4. Hatie’s research doesn’t take into account factors that lie outside the influence of the school. However, many of the strongest factors in Hattie’s list, such as collaborative lesson preparation and evaluation, class discussions and setting student expectations are well-known for quite some time. Why haven’t they been applied more?  This question has been better addressed by researchers such as North and Konur, who focus on the institutional and organisational analysis of education quality.

5. The concept of effect sizes is statistically shaky.  In a recent paper, Angus Deaton Post writes about effect sizes:

The effect size—the average treatment effect expressed in numbers of standard deviations of the original outcome—though conveniently dimensionless, has little to recommend it. It removes any discipline on what is being compared. Apples and oranges become immediately comparable, as do treatments whose inclusion in a meta-analysis is limited only by the imagination of the analysts in claiming similarity. Beyond that, restrictions on the trial sample will reduce the baseline standard deviation and inflate the effect size. More generally, effect sizes are open to manipulation by exclusion rules. It makes no sense to claim replicability on the basis of effect sizes, let alone to use them to rank projects.

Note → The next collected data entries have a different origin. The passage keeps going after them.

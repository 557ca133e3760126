mod history;
mod order;
mod programming;
mod store;

#[rustfmt::skip]
pub use {
    history::HistoryRepo,
    order::OrderRepo,
    programming::ProgrammingRepo,
    store::{MaintenanceStore, MaintenanceTransaction},
};
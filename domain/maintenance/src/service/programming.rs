use architecture::PaginationResult;
use async_trait::async_trait;
use uuid::Uuid;

use crate::exception::MaintenanceResult;
use crate::model::entity::{HistoryEntry, Programming};
use crate::model::vo::{
    Approval, ApprovalOutcome, NewProgramming, ProgrammingFilter, ProgrammingPatch, Rejection,
};

/// Programming state machine. `actor` is the optional id of the user acting.
#[async_trait]
pub trait ProgrammingService: Send + Sync {
    /// Validates references, allocates the code and persists the programming
    /// with its resources and vehicle reservation.
    async fn create(
        &self,
        input: NewProgramming,
        actor: Option<Uuid>,
    ) -> MaintenanceResult<Programming>;

    async fn list(&self, filter: ProgrammingFilter)
        -> MaintenanceResult<PaginationResult<Programming>>;

    async fn get(&self, id: Uuid) -> MaintenanceResult<Programming>;

    /// Only while `RASCUNHO` or `PENDENTE`.
    async fn update(
        &self,
        id: Uuid,
        patch: ProgrammingPatch,
        actor: Option<Uuid>,
    ) -> MaintenanceResult<Programming>;

    /// `RASCUNHO -> PENDENTE`
    async fn submit(&self, id: Uuid, actor: Option<Uuid>) -> MaintenanceResult<Programming>;

    /// `PENDENTE -> EM_ANALISE`
    async fn analyze(&self, id: Uuid, actor: Option<Uuid>) -> MaintenanceResult<Programming>;

    /// `EM_ANALISE -> APROVADA`, generating the order in the same transaction.
    async fn approve(
        &self,
        id: Uuid,
        approval: Approval,
        actor: Option<Uuid>,
    ) -> MaintenanceResult<ApprovalOutcome>;

    /// `EM_ANALISE -> REJEITADA`
    async fn reject(
        &self,
        id: Uuid,
        rejection: Rejection,
        actor: Option<Uuid>,
    ) -> MaintenanceResult<Programming>;

    async fn cancel(
        &self,
        id: Uuid,
        reason: String,
        actor: Option<Uuid>,
    ) -> MaintenanceResult<Programming>;

    /// Soft delete.
    async fn delete(&self, id: Uuid, actor: Option<Uuid>) -> MaintenanceResult<()>;

    async fn history(&self, id: Uuid) -> MaintenanceResult<Vec<HistoryEntry>>;
}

Hattie’s research is wildly ambitious, and therefore a great deal of scrutiny and criticism:

  • sole focus on quantitative research at the expense of qualitative studies (Terhart, 2011, login)
  • statistics underlying effect sizes controversial as well as the premise that effect sizes can be aggregated and compared (blog post on statistics used in Hattie’s research).
  • quality of the studies underlying the meta-analysis varies wildly and shouldn’t simply be aggregated due to publication bias (Higgins and Simpson, 2011, login: an extract

“VL [Visible Learning] seems to suffer from many of the criticisms levelled at meta-analyses and then adds more problems derived from the meta-meta-analysis level. It combines studies across some areas with little apparent conceptual connection; averages results from experimental, nonexperimental, manipulable and non-manipulable studies; effectively ignores subtleties such as implementation cost, additive effects, arbitrary signs and longevity, even when many of the meta-analyses it relies upon carefully highlight these issues. It then combines all the effect sizes by simply adding them together and dividing by the number of studies with no weighting. In this way it develops a simple figure, 0.40, above which, it argues, interventions are ‘worth having’ and below which interventions are not ‘educationally significant’. We argue that the process by which this number has been derived has rendered it effectively meaningless.” (Higgins and Simpson, 2011)

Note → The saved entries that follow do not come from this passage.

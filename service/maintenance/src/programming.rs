use std::sync::Arc;

use architecture::{MutableRepository, PaginationResult};
use async_trait::async_trait;
use chrono::{Datelike, Utc};
use domain_fleet::model::entity::ReservationOwner;
use domain_maintenance::{
    exception::{MaintenanceException, MaintenanceResult},
    model::{
        entity::{HistoryAction, HistoryEntry, HistoryOwner, Programming},
        vo::{
            AnomalyStatus, Approval, ApprovalOutcome, AssetRef, NewProgramming,
            ProgrammingFilter, ProgrammingPatch, Rejection,
        },
    },
    repository::MaintenanceStore,
    service::{AssetLookupService, ProgrammingService},
};
use typed_builder::TypedBuilder;
use uuid::Uuid;

use crate::{
    anomaly_sync::AnomalySynchronizer,
    order_generation::generate_order,
    reference::ensure_exist,
    reservation,
    unit_of_work::{load_programming, within, WorkflowSettings},
};

#[derive(TypedBuilder)]
pub struct ProgrammingServiceImpl {
    store: Arc<dyn MaintenanceStore>,
    asset_lookup: Arc<dyn AssetLookupService>,
    anomaly_sync: AnomalySynchronizer,
    #[builder(default)]
    settings: WorkflowSettings,
}

#[async_trait]
impl ProgrammingService for ProgrammingServiceImpl {
    async fn create(
        &self,
        input: NewProgramming,
        actor: Option<Uuid>,
    ) -> MaintenanceResult<Programming> {
        let (planning, draft) = input.into_planning()?;
        ensure_exist(self.asset_lookup.as_ref(), &planning.references()).await?;

        let programming = within(self.settings.transaction_timeout, async {
            let tx = self.store.begin().await?;
            let now = Utc::now();
            let sequence = tx.programmings().next_code_sequence(now.year()).await?;
            let code = Programming::format_code(now.year(), sequence);
            let mut programming = Programming::new(code, planning, draft, actor, now);
            if let Some(request) = programming.planning.wanted_vehicle() {
                let owner = ReservationOwner::Programming(programming.id);
                programming.reservation_id =
                    Some(reservation::open(tx.reservations(), owner, request, now).await?);
            }
            tx.programmings().insert(&programming).await?;
            tx.histories()
                .append(
                    &HistoryEntry::new(
                        HistoryOwner::Programming(programming.id),
                        HistoryAction::Criacao,
                        actor,
                        now,
                    )
                    .with_next_status(programming.status),
                )
                .await?;
            tx.commit().await?;
            Ok(programming)
        })
        .await?;

        tracing::info!("Created programming {} ({})", programming.code, programming.id);
        self.anomaly_sync
            .mark(programming.planning.links.anomaly_id, AnomalyStatus::InAnalysis)
            .await;
        Ok(programming)
    }

    async fn list(
        &self,
        filter: ProgrammingFilter,
    ) -> MaintenanceResult<PaginationResult<Programming>> {
        within(self.settings.transaction_timeout, async {
            let tx = self.store.begin().await?;
            Ok(tx.programmings().query(&filter).await?)
        })
        .await
    }

    async fn get(&self, id: Uuid) -> MaintenanceResult<Programming> {
        within(self.settings.transaction_timeout, async {
            let tx = self.store.begin().await?;
            load_programming(tx.as_ref(), id).await
        })
        .await
    }

    async fn update(
        &self,
        id: Uuid,
        patch: ProgrammingPatch,
        actor: Option<Uuid>,
    ) -> MaintenanceResult<Programming> {
        // Registry lookups happen between two transactions, never inside one.
        let (stored, patched) = within(self.settings.transaction_timeout, async {
            let tx = self.store.begin().await?;
            let programming = load_programming(tx.as_ref(), id).await?;
            programming.ensure_editable()?;
            let planning = patch.clone().applied_to(&programming.planning)?;
            Ok((programming.planning.references(), planning.references()))
        })
        .await?;
        let added: Vec<AssetRef> =
            patched.iter().copied().filter(|r| !stored.contains(r)).collect();
        ensure_exist(self.asset_lookup.as_ref(), &added).await?;

        within(self.settings.transaction_timeout, async {
            let tx = self.store.begin().await?;
            let mut programming = load_programming(tx.as_ref(), id).await?;
            programming.ensure_editable()?;
            let planning = patch.applied_to(&programming.planning)?;
            let current = programming.planning.references();
            if planning
                .references()
                .iter()
                .any(|r| !current.contains(r) && !patched.contains(r))
            {
                return Err(MaintenanceException::ConcurrentUpdate { id });
            }

            let now = Utc::now();
            programming.planning = planning;
            programming.reservation_id = reservation::reconcile(
                tx.reservations(),
                ReservationOwner::Programming(programming.id),
                programming.reservation_id,
                programming.planning.wanted_vehicle(),
                now,
            )
            .await?;
            let change = programming.touch(now);
            tx.programmings().update(&programming).await?;
            tx.histories()
                .append(
                    &HistoryEntry::new(
                        HistoryOwner::Programming(programming.id),
                        HistoryAction::Atualizacao,
                        actor,
                        now,
                    )
                    .with_change(change),
                )
                .await?;
            tx.commit().await?;
            tracing::info!("Updated programming {}", programming.code);
            Ok(programming)
        })
        .await
    }

    async fn submit(&self, id: Uuid, actor: Option<Uuid>) -> MaintenanceResult<Programming> {
        within(self.settings.transaction_timeout, async {
            let tx = self.store.begin().await?;
            let mut programming = load_programming(tx.as_ref(), id).await?;
            let now = Utc::now();
            let change = programming.submit(now)?;
            tx.programmings().update(&programming).await?;
            tx.histories()
                .append(
                    &HistoryEntry::new(
                        HistoryOwner::Programming(id),
                        HistoryAction::Submissao,
                        actor,
                        now,
                    )
                    .with_change(change),
                )
                .await?;
            tx.commit().await?;
            tracing::info!("Submitted programming {}", programming.code);
            Ok(programming)
        })
        .await
    }

    async fn analyze(&self, id: Uuid, actor: Option<Uuid>) -> MaintenanceResult<Programming> {
        within(self.settings.transaction_timeout, async {
            let tx = self.store.begin().await?;
            let mut programming = load_programming(tx.as_ref(), id).await?;
            let now = Utc::now();
            let change = programming.analyze(actor, now)?;
            tx.programmings().update(&programming).await?;
            tx.histories()
                .append(
                    &HistoryEntry::new(
                        HistoryOwner::Programming(id),
                        HistoryAction::Analise,
                        actor,
                        now,
                    )
                    .with_change(change),
                )
                .await?;
            tx.commit().await?;
            tracing::info!("Programming {} is under analysis", programming.code);
            Ok(programming)
        })
        .await
    }

    async fn approve(
        &self,
        id: Uuid,
        approval: Approval,
        actor: Option<Uuid>,
    ) -> MaintenanceResult<ApprovalOutcome> {
        let outcome = within(self.settings.transaction_timeout, async {
            let tx = self.store.begin().await?;
            let mut programming = load_programming(tx.as_ref(), id).await?;
            let now = Utc::now();
            let change = programming.approve(&approval, actor, now)?;
            tx.histories()
                .append(
                    &HistoryEntry::new(
                        HistoryOwner::Programming(id),
                        HistoryAction::Aprovacao,
                        actor,
                        now,
                    )
                    .with_note(approval.notes.clone())
                    .with_change(change),
                )
                .await?;
            let generated = generate_order(tx.as_ref(), &mut programming, actor, now).await?;
            tx.programmings().update(&programming).await?;
            tx.commit().await?;
            Ok(ApprovalOutcome {
                programming,
                order: generated.order,
            })
        })
        .await?;

        tracing::info!(
            "Approved programming {}, order {}",
            outcome.programming.code,
            outcome.order.number
        );
        self.anomaly_sync
            .mark(
                outcome.programming.planning.links.anomaly_id,
                AnomalyStatus::OrderGenerated,
            )
            .await;
        Ok(outcome)
    }

    async fn reject(
        &self,
        id: Uuid,
        rejection: Rejection,
        actor: Option<Uuid>,
    ) -> MaintenanceResult<Programming> {
        let programming = within(self.settings.transaction_timeout, async {
            let tx = self.store.begin().await?;
            let mut programming = load_programming(tx.as_ref(), id).await?;
            let now = Utc::now();
            let change = programming.reject(&rejection, actor, now)?;
            tx.programmings().update(&programming).await?;
            tx.histories()
                .append(
                    &HistoryEntry::new(
                        HistoryOwner::Programming(id),
                        HistoryAction::Rejeicao,
                        actor,
                        now,
                    )
                    .with_note(Some(rejection.reason.clone()))
                    .with_change(change),
                )
                .await?;
            tx.commit().await?;
            Ok(programming)
        })
        .await?;

        tracing::info!("Rejected programming {}", programming.code);
        self.anomaly_sync
            .mark(programming.planning.links.anomaly_id, AnomalyStatus::Awaiting)
            .await;
        Ok(programming)
    }

    async fn cancel(
        &self,
        id: Uuid,
        reason: String,
        actor: Option<Uuid>,
    ) -> MaintenanceResult<Programming> {
        let programming = within(self.settings.transaction_timeout, async {
            let tx = self.store.begin().await?;
            let mut programming = load_programming(tx.as_ref(), id).await?;
            let now = Utc::now();
            let change = programming.cancel(&reason, actor, now)?;
            reservation::cancel_active(tx.reservations(), programming.reservation_id, &reason, now)
                .await?;
            tx.programmings().update(&programming).await?;
            tx.histories()
                .append(
                    &HistoryEntry::new(
                        HistoryOwner::Programming(id),
                        HistoryAction::Cancelamento,
                        actor,
                        now,
                    )
                    .with_note(Some(reason.clone()))
                    .with_change(change),
                )
                .await?;
            tx.commit().await?;
            Ok(programming)
        })
        .await?;

        tracing::info!("Cancelled programming {}", programming.code);
        self.anomaly_sync
            .mark(programming.planning.links.anomaly_id, AnomalyStatus::Awaiting)
            .await;
        Ok(programming)
    }

    async fn delete(&self, id: Uuid, actor: Option<Uuid>) -> MaintenanceResult<()> {
        within(self.settings.transaction_timeout, async {
            let tx = self.store.begin().await?;
            let mut programming = load_programming(tx.as_ref(), id).await?;
            let now = Utc::now();
            let change = programming.soft_delete(actor, now)?;
            reservation::cancel_active(
                tx.reservations(),
                programming.reservation_id,
                "Programação excluída",
                now,
            )
            .await?;
            tx.programmings().update(&programming).await?;
            tx.histories()
                .append(
                    &HistoryEntry::new(
                        HistoryOwner::Programming(id),
                        HistoryAction::Exclusao,
                        actor,
                        now,
                    )
                    .with_change(change),
                )
                .await?;
            tx.commit().await?;
            tracing::info!("Deleted programming {}", programming.code);
            Ok(())
        })
        .await
    }

    async fn history(&self, id: Uuid) -> MaintenanceResult<Vec<HistoryEntry>> {
        within(self.settings.transaction_timeout, async {
            let tx = self.store.begin().await?;
            load_programming(tx.as_ref(), id).await?;
            Ok(tx.histories().list_by_owner(HistoryOwner::Programming(id)).await?)
        })
        .await
    }
}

Despite the claim on Hattie’s website, I don’t believe Hattie has finally found the ‘holy grail’ of education research and settled the question of what makes qualitative education. Partly this is due to skepticism whether such a definitive generalized answer across cultures, education levels and economies is possible.  Partly it is due to methodological concerns about the reliability of aggregating aggregations of effect sizes and the validity of excluding qualitative research and all factors that lie outside the influence of the school.

Finally, the Hattie keynote made me nostalgic about the H809 course in MAODE during which papers would be turned inside out until you would be convinced that each constituted the worst kind of educational research ever conducted.  Hattie’s research would fit excellently in such a context.